◆ **Work to complete**
Look through the data below and return each line where "enum" appears.

◆ **Material supplied**
────────────────────────────────────────

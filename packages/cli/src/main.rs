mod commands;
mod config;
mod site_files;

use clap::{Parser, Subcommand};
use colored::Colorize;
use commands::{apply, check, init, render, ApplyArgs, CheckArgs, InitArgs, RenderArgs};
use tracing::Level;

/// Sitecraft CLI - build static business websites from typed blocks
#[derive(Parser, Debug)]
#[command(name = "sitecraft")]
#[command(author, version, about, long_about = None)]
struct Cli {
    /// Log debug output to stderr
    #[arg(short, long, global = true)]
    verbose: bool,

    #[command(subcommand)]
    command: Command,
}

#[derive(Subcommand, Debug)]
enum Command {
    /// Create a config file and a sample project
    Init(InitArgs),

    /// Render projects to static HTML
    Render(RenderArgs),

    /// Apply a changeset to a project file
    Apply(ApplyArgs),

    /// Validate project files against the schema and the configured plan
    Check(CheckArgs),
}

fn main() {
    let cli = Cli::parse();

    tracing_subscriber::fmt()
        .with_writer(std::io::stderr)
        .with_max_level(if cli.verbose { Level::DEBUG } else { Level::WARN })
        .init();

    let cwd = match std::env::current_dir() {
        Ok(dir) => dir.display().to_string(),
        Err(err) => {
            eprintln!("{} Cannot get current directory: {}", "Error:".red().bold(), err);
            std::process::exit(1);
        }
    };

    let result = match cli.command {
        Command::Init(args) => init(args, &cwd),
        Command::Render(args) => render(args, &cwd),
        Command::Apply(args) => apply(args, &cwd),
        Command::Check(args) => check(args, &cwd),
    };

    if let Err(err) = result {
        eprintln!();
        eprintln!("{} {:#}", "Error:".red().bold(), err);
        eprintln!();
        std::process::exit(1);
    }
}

────────────────────────────────────────

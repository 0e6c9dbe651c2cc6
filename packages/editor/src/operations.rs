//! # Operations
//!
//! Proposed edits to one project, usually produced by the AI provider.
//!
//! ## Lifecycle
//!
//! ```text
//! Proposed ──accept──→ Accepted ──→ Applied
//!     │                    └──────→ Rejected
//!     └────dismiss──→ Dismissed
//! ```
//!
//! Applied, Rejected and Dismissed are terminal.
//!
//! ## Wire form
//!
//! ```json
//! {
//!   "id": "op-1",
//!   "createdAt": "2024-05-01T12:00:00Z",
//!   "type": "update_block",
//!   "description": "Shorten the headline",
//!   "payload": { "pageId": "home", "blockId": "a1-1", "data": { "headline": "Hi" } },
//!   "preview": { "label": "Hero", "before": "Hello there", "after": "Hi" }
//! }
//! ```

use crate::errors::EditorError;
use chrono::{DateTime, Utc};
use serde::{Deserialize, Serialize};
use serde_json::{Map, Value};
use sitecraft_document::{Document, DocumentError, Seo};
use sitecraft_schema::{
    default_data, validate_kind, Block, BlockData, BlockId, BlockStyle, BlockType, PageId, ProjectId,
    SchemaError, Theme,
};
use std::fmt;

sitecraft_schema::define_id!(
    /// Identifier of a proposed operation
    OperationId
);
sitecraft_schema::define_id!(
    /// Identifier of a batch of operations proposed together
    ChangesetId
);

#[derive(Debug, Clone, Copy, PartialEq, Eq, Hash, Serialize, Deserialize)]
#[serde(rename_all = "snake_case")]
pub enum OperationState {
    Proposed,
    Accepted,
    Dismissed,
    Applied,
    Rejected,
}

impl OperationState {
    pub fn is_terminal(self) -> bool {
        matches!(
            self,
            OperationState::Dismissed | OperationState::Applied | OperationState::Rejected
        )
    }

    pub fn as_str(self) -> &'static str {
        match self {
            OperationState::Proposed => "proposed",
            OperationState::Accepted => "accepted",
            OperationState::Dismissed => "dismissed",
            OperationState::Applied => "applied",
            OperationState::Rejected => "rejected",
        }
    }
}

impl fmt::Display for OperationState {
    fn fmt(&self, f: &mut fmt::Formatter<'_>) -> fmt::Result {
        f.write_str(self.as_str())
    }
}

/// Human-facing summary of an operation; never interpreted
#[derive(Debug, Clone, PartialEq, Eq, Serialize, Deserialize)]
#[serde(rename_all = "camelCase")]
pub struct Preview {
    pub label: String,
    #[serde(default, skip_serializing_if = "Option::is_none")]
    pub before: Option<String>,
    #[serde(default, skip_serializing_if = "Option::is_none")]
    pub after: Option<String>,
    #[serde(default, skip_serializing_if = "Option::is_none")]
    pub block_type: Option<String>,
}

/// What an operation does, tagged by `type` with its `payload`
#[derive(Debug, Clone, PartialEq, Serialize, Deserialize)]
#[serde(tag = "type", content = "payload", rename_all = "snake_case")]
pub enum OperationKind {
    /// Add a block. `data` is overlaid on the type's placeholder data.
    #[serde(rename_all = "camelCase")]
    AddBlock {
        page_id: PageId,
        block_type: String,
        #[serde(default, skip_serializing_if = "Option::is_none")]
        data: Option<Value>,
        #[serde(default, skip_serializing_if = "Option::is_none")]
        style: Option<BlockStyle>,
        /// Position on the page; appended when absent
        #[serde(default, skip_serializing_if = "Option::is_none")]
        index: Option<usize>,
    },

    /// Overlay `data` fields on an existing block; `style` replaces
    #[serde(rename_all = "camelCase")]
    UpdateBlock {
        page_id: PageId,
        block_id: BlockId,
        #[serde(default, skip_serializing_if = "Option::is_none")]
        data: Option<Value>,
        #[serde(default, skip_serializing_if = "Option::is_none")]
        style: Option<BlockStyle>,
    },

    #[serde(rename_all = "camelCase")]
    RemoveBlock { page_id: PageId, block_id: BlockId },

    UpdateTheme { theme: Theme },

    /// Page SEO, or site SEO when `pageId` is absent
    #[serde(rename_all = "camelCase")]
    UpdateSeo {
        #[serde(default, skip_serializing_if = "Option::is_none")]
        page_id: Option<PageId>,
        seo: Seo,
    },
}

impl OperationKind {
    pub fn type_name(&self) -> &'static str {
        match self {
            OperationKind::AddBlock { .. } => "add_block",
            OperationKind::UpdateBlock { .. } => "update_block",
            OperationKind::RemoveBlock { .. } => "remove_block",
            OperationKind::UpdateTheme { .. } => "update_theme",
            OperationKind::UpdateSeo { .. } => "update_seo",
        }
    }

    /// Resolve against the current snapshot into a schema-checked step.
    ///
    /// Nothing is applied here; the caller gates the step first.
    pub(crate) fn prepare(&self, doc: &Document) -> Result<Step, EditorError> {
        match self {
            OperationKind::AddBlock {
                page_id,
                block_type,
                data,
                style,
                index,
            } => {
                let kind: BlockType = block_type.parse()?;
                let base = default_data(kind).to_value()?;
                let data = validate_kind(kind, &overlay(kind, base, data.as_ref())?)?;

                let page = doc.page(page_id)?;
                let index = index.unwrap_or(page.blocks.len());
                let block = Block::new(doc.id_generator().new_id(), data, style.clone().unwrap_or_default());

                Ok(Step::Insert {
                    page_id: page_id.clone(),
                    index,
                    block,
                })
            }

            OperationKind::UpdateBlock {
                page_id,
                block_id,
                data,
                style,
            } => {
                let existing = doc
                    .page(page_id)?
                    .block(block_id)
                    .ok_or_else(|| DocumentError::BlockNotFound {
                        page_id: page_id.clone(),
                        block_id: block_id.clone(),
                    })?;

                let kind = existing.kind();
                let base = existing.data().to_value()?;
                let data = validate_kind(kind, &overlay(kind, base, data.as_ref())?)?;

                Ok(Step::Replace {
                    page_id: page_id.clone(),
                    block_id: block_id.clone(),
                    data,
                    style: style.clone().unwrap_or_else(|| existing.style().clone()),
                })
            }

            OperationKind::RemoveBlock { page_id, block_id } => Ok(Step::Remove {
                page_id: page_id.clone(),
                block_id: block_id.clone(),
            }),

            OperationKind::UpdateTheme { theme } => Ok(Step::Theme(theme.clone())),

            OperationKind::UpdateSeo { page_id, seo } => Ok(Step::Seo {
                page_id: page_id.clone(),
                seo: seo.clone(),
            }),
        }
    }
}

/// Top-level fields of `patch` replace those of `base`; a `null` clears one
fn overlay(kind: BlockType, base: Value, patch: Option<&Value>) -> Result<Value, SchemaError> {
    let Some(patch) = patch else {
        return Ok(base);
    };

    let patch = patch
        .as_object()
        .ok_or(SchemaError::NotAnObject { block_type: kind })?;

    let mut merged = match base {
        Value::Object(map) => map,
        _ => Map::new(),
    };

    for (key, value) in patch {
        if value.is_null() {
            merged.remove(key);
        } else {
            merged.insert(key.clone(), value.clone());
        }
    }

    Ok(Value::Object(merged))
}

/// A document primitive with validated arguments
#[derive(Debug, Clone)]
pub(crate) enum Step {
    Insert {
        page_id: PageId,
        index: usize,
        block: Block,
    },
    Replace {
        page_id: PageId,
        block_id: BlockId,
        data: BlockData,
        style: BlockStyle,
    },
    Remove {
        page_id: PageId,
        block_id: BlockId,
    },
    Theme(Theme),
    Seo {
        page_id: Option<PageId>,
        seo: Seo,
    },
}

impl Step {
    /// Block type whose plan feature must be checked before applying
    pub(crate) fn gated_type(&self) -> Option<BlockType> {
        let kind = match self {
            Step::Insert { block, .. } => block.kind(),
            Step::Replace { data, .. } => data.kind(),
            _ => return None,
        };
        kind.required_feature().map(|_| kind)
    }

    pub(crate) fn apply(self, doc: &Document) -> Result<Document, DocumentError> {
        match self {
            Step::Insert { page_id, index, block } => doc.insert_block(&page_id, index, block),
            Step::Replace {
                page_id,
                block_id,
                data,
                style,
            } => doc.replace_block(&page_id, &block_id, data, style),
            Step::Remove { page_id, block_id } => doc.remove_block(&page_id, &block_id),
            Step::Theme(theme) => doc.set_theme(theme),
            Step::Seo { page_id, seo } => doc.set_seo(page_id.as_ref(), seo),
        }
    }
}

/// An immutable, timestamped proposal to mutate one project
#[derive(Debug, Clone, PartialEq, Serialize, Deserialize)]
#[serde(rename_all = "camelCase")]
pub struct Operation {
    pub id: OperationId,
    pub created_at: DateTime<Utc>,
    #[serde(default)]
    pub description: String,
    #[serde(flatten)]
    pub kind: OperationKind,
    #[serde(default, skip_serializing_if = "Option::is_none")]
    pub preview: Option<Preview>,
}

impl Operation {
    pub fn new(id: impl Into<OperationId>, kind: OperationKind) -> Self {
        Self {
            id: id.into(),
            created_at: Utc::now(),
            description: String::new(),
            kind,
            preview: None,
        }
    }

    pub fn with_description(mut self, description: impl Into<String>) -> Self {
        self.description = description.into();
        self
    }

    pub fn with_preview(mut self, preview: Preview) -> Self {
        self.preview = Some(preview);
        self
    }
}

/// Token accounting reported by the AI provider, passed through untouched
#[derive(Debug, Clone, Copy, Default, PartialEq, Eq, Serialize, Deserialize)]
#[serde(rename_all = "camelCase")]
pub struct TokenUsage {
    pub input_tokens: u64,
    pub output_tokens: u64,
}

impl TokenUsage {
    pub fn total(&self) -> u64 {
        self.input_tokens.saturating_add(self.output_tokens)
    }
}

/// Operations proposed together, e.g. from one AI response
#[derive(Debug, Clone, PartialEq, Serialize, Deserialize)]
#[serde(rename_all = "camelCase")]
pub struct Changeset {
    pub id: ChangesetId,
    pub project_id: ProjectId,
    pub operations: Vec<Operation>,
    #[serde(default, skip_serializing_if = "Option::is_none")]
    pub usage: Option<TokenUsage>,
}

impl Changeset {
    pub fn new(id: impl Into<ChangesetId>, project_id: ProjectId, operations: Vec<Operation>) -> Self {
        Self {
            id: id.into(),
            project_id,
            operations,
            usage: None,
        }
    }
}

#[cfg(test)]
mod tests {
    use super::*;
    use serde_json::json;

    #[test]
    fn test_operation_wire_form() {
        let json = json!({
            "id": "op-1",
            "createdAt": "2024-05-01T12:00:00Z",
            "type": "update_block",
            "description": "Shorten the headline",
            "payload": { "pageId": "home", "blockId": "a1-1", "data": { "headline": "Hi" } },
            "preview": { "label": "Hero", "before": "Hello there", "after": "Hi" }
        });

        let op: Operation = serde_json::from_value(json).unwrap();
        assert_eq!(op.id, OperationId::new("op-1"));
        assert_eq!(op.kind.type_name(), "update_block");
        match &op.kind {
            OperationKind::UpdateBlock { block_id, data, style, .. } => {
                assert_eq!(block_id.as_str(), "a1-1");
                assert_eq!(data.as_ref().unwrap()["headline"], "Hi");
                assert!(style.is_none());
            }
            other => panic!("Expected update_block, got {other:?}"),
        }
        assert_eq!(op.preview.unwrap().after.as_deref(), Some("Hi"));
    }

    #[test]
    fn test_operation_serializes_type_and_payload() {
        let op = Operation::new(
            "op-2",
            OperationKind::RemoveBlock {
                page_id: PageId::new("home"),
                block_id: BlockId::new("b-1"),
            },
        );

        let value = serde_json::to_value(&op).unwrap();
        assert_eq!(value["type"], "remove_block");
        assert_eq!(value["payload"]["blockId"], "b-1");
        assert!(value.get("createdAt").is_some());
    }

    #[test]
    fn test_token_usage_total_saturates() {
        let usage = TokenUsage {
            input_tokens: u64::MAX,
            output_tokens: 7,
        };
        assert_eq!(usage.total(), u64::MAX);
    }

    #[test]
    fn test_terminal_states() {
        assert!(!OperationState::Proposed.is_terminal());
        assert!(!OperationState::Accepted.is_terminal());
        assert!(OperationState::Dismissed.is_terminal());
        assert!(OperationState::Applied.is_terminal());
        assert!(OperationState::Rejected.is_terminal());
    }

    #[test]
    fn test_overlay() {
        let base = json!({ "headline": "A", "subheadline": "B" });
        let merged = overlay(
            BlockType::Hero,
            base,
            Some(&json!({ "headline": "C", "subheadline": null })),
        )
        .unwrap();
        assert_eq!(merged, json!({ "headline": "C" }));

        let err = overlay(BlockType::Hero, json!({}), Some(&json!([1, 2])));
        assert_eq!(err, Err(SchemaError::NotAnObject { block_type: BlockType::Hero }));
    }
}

────────────────────────────────────────

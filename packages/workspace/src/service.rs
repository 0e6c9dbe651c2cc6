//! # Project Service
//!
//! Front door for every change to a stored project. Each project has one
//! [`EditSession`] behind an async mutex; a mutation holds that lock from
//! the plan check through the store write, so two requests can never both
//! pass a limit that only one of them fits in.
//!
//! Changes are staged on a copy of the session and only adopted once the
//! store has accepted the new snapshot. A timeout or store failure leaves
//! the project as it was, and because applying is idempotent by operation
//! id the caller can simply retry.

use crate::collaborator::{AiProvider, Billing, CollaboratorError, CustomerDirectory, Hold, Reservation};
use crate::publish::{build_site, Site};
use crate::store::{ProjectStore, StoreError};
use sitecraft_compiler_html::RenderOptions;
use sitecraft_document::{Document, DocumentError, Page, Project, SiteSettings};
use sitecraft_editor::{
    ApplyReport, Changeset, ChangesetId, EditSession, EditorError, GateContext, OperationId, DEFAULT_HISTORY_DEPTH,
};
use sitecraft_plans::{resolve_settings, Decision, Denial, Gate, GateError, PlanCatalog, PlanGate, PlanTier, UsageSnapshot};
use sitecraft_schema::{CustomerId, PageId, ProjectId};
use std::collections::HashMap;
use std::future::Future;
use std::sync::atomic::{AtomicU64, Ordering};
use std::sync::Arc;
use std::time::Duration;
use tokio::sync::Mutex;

────────────────────────────────────────

◆ **Response to this exercise**
enum Command {
pub enum OperationState {
pub enum OperationKind {
pub(crate) enum Step {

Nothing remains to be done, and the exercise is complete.